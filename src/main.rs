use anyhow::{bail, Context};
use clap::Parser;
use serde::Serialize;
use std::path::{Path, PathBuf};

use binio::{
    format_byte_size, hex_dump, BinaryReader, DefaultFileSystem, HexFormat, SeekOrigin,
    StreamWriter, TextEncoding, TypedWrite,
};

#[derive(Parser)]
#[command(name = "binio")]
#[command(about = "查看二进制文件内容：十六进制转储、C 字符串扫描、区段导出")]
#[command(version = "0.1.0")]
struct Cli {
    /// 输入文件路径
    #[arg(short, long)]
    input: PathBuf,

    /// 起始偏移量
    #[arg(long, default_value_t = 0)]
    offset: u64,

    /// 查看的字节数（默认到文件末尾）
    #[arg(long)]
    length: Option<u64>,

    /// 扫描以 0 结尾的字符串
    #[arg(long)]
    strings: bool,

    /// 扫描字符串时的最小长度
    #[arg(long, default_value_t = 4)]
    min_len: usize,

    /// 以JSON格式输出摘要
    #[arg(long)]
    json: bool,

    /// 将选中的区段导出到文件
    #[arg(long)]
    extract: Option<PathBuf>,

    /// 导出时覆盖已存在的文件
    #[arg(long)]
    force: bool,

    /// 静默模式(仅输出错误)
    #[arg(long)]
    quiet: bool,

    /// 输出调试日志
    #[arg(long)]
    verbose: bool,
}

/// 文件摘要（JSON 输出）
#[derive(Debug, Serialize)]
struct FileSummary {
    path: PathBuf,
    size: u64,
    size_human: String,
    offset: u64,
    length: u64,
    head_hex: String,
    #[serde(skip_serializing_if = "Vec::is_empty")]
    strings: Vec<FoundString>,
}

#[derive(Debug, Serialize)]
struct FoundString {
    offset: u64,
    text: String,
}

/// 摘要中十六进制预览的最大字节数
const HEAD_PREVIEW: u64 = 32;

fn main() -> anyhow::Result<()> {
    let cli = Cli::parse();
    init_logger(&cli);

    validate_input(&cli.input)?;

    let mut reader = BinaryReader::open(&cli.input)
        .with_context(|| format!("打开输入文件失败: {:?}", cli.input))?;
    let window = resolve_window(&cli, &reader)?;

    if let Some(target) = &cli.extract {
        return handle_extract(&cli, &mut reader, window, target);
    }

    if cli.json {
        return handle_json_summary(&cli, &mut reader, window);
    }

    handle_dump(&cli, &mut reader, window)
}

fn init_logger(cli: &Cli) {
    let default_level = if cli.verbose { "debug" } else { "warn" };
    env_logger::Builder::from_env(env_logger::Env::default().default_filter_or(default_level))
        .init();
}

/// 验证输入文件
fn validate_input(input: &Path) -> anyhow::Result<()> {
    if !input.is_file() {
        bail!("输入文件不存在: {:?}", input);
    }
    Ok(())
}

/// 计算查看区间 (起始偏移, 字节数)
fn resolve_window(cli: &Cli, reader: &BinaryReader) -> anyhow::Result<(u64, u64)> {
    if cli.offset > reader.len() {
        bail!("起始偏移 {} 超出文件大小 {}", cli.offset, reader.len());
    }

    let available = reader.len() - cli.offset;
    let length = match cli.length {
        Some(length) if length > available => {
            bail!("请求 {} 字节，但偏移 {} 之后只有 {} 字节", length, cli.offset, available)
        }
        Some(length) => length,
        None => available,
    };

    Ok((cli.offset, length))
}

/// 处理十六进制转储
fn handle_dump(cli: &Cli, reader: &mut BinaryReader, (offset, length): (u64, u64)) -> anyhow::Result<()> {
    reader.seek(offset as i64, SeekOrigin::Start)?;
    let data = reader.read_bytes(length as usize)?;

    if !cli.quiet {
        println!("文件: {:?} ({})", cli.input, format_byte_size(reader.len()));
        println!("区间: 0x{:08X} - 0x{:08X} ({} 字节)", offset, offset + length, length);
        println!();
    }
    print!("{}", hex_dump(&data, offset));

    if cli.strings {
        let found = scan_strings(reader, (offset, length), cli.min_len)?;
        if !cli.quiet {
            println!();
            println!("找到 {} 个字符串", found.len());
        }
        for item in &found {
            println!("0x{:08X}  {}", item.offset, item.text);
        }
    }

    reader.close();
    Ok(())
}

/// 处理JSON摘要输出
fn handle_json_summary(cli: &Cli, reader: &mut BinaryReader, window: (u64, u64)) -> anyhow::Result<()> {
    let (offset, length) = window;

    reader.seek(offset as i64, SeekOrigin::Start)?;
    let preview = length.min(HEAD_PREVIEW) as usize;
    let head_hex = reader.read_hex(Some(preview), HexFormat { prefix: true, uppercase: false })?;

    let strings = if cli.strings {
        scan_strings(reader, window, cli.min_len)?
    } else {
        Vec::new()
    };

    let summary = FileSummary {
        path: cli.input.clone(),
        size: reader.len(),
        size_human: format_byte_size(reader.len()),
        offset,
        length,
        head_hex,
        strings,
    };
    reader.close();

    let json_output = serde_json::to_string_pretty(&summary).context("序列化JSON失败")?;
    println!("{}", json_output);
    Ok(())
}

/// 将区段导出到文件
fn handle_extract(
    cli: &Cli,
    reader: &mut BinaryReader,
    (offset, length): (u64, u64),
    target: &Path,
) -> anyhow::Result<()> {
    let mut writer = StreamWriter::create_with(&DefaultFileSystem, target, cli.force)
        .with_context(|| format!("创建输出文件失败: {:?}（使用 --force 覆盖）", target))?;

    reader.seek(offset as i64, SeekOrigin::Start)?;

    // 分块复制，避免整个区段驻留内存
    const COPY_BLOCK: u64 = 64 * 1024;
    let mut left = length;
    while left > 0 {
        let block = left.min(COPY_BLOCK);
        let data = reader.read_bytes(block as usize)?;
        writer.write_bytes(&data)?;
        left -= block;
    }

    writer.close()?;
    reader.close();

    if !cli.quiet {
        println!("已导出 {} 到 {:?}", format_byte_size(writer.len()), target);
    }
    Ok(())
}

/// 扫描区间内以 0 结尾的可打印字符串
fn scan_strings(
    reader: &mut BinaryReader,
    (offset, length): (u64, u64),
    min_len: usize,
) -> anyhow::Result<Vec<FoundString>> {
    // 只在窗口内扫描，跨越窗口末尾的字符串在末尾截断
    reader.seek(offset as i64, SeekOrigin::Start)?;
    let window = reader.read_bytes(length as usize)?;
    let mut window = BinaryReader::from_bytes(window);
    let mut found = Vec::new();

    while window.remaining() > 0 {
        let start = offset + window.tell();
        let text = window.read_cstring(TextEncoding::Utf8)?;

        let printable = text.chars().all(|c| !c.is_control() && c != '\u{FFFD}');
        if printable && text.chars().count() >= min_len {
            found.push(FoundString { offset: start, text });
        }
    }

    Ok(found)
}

--*--

What is expected:
Look above for the line containing "fn init_logger(cli: &Cli)". Output from there through the line containing "let available = reader.len()", exactly and inclusively.

Exercise response:
fn init_logger(cli: &Cli) {
    let default_level = if cli.verbose { "debug" } else { "warn" };
    env_logger::Builder::from_env(env_logger::Env::default().default_filter_or(default_level))
        .init();
}

/// 验证输入文件
fn validate_input(input: &Path) -> anyhow::Result<()> {
    if !input.is_file() {
        bail!("输入文件不存在: {:?}", input);
    }
    Ok(())
}

/// 计算查看区间 (起始偏移, 字节数)
fn resolve_window(cli: &Cli, reader: &BinaryReader) -> anyhow::Result<(u64, u64)> {
    if cli.offset > reader.len() {
        bail!("起始偏移 {} 超出文件大小 {}", cli.offset, reader.len());
    }

    let available = reader.len() - cli.offset;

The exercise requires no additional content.